Entries taken from a collection
%%

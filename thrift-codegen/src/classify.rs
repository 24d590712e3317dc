//! Type classification.
//!
//! Backends never match on [`Type`] directly when making structural
//! decisions. They [`resolve`] typedefs first and then branch on the closed
//! [`Category`], so every backend handles the same set of cases.

use std::fmt;

use thriftgen_ast::{BaseType, NamedType, Type};

/// Structural category of a type after typedef resolution.
#[derive(Debug, Clone, Copy, PartialEq, Eq)]
pub enum Category<'a> {
    Void,
    Base(BaseType),
    Enum(&'a NamedType),
    Struct(&'a NamedType),
    Exception(&'a NamedType),
    List(&'a Type),
    Set(&'a Type),
    Map(&'a Type, &'a Type),
}

impl Category<'_> {
    /// Returns true for list, set and map.
    pub fn is_container(&self) -> bool {
        matches!(self, Category::List(_) | Category::Set(_) | Category::Map(..))
    }

    /// Returns true for struct and exception.
    pub fn is_struct_like(&self) -> bool {
        matches!(self, Category::Struct(_) | Category::Exception(_))
    }
}

/// Strip typedef wrappers down to the first non-typedef type.
pub fn resolve(ty: &Type) -> &Type {
    let mut current = ty;
    while let Type::Typedef { target, .. } = current {
        current = target;
    }
    current
}

/// Classify a type, looking through typedefs.
pub fn classify(ty: &Type) -> Category<'_> {
    match resolve(ty) {
        Type::Void => Category::Void,
        Type::Bool => Category::Base(BaseType::Bool),
        Type::I8 => Category::Base(BaseType::I8),
        Type::I16 => Category::Base(BaseType::I16),
        Type::I32 => Category::Base(BaseType::I32),
        Type::I64 => Category::Base(BaseType::I64),
        Type::Double => Category::Base(BaseType::Double),
        Type::String { binary: false } => Category::Base(BaseType::String),
        Type::String { binary: true } => Category::Base(BaseType::Binary),
        Type::Enum(n) => Category::Enum(n),
        Type::Struct(n) => Category::Struct(n),
        Type::Exception(n) => Category::Exception(n),
        Type::List { elem } => Category::List(elem),
        Type::Set { elem } => Category::Set(elem),
        Type::Map { key, value } => Category::Map(key, value),
        Type::Typedef { .. } => unreachable!("resolve() strips typedefs"),
    }
}

/// Protocol-level type tags written in field and container headers.
#[derive(Debug, Clone, Copy, PartialEq, Eq, Hash)]
#[repr(u8)]
pub enum WireType {
    Stop = 0,
    Void = 1,
    Bool = 2,
    Byte = 3,
    Double = 4,
    I16 = 6,
    I32 = 8,
    I64 = 10,
    String = 11,
    Struct = 12,
    Map = 13,
    Set = 14,
    List = 15,
}

impl WireType {
    /// Numeric type id.
    pub fn id(self) -> u8 {
        self as u8
    }

    /// Upper-case protocol constant name (`I32`, `STRUCT`, ...).
    pub fn constant_name(self) -> &'static str {
        match self {
            WireType::Stop => "STOP",
            WireType::Void => "VOID",
            WireType::Bool => "BOOL",
            WireType::Byte => "BYTE",
            WireType::Double => "DOUBLE",
            WireType::I16 => "I16",
            WireType::I32 => "I32",
            WireType::I64 => "I64",
            WireType::String => "STRING",
            WireType::Struct => "STRUCT",
            WireType::Map => "MAP",
            WireType::Set => "SET",
            WireType::List => "LIST",
        }
    }
}

impl fmt::Display for WireType {
    fn fmt(&self, f: &mut fmt::Formatter<'_>) -> fmt::Result {
        f.write_str(self.constant_name())
    }
}

/// Wire type used to transmit values of `ty`. Enums travel as `I32`.
pub fn wire_type(ty: &Type) -> WireType {
    match classify(ty) {
        Category::Void => WireType::Void,
        Category::Base(base) => match base {
            BaseType::Bool => WireType::Bool,
            BaseType::I8 => WireType::Byte,
            BaseType::I16 => WireType::I16,
            BaseType::I32 => WireType::I32,
            BaseType::I64 => WireType::I64,
            BaseType::Double => WireType::Double,
            BaseType::String | BaseType::Binary => WireType::String,
        },
        Category::Enum(_) => WireType::I32,
        Category::Struct(_) | Category::Exception(_) => WireType::Struct,
        Category::List(_) => WireType::List,
        Category::Set(_) => WireType::Set,
        Category::Map(..) => WireType::Map,
    }
}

%%

The task: Reproduce every line from the entries that holds the word "derive".

Written solution:
#[derive(Debug, Clone, Copy, PartialEq, Eq)]
#[derive(Debug, Clone, Copy, PartialEq, Eq, Hash)]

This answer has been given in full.